In Telecommunications, Safety Nets and Soft-Landing Systems are a common way to work at height - and a common source of falls when they are misused. This guide explains how Telecommunications teams in Ireland use Safety Nets and Soft-Landing Systems safely, and why a Working at Heights Course ties it all together.
Safety Nets and Soft-Landing Systems in Telecommunications: where the risk lies
An engineer climbing an exposed rural mast to install 5G antennas, dependent on a faultless harness and a workable rescue plan. Safety Nets and Soft-Landing Systems are suited to collective fall mitigation during roof and steel work where a fall cannot be fully prevented, but in a Telecommunications setting the margin for error is small.
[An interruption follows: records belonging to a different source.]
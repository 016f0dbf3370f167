//! ParkSync CLI
//!
//! Serves the refresh API, runs one-off refreshes and sweeps, and manages
//! `~/.parksync/config.ini`.

mod commands;
mod error;
mod runner;

use clap::{Parser, Subcommand};
use console::style;

use commands::config::ConfigCommands;
use commands::refresh::PairArgs;
use commands::serve::ServeArgs;
use error::CliError;

#[derive(Parser)]
#[command(name = "parksync")]
#[command(version, about = "Quota-aware refresh of national park data", long_about = None)]
struct Cli {
    #[command(subcommand)]
    command: Commands,
}

#[derive(Subcommand)]
enum Commands {
    /// Run the HTTP API
    Serve(ServeArgs),

    /// Refresh one park/data kind pair from upstream
    Refresh(PairArgs),

    /// Refresh every park and data kind, pacing requests to fit quotas
    Sweep,

    /// Print a cached artifact
    Show(PairArgs),

    /// Show configured per-service quotas
    Quota,

    /// View or modify configuration
    Config {
        #[command(subcommand)]
        command: ConfigCommands,
    },
}

fn main() {
    let cli = Cli::parse();

    if let Err(e) = run(cli.command) {
        eprintln!("{} {}", style("Error:").red().bold(), e);
        std::process::exit(1);
    }
}

fn run(command: Commands) -> Result<(), CliError> {
    match command {
        Commands::Serve(args) => commands::serve::run(args),
        Commands::Refresh(args) => commands::refresh::run_refresh(args),
        Commands::Sweep => commands::sweep::run(),
        Commands::Show(args) => commands::refresh::run_show(args),
        Commands::Quota => commands::refresh::run_quota(),
        Commands::Config { command } => commands::config::run(command),
    }
}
Pre-use checks for Safety Nets and Soft-Landing Systems
Before any Telecommunications worker uses Safety Nets and Soft-Landing Systems, confirm that:
- Nets are rigged by competent riggers
- Anchorage is sound
- The area beneath is clear
- Fall height into the net is minimised
The relevant standard here is EN 1263, rigged by trained net riggers as close beneath the work as practicable.
Common Safety Nets and Soft-Landing Systems faults to never ignore
- Excessive fall height
- Poor anchorage
- Damaged or out-of-date nets
- Untrained rigging
Mast and pole work is specialist height work requiring advanced training, rescue capability and strict lone-working controls.
The Working at Heights Course makes compliance simple
You do not need a classroom or a lost work day to fix this. Our Working at Heights Course is delivered fully online, takes about 45 minutes, and issues a downloadable certificate the same day. It is CPD certified, RoSPA approved and QQI aligned, and it is written specifically for Telecommunications teams using Safety Nets and Soft-Landing Systems.
The Working at Heights Training covers the avoid-prevent-minimise hierarchy, ladder and stepladder safety, MEWPs and scaffolds, harnesses and anchor points, and how to carry out a proper risk assessment. Every learner finishes with a recognised Working at Heights Certificate that stands up to HSA inspection and supports your insurance position.
Training that goes beyond the tick-box
Falls from height remain one of the leading causes of serious and fatal workplace injury in Ireland, year after year. The pattern is depressingly consistent for Safety Nets and Soft-Landing Systems in Telecommunications: a short task, a familiar setting, a ladder or platform that seemed fine, and a single moment of overreach. Proper training breaks that pattern by making the safe choice the automatic one.
The rescue plan is the part most teams forget. If a worker doing Safety Nets and Soft-Landing Systems in Telecommunications falls and is left hanging in a harness, suspension trauma can become life-threatening within minutes. Calling the emergency services is not a rescue plan; having the equipment, the trained people and the method to recover them quickly is. Our Working at Heights Training makes that planning routine.
Frequently asked questions
Do Telecommunications workers need training to use Safety Nets and Soft-Landing Systems?
Yes. Safe use of Safety Nets and Soft-Landing Systems is part of working at height. A Working at Heights Course covers selection, inspection and safe use for Telecommunications tasks.
How often should Safety Nets and Soft-Landing Systems be inspected?
Before every use by the operator, plus formal recorded inspections to the relevant standard. Keep the logs for HSA inspection.
Is online training enough for Telecommunications height work?
Our online Working at Heights Training covers the legal and safe-system knowledge; equipment-specific practical tickets (such as IPAF or PASMA) are added where the task requires them.
Get certified today
Do not wait for an HSA inspection or a near miss to act. Telecommunications teams can complete the Working at Heights Course online in 45 minutes and download a certificate the same day. For 10 or more learners, see our team training rates, or contact our team for a tailored quote.
Start the online Working at Heights Training now and put a recognised certificate in every worker's file before the next job at height begins.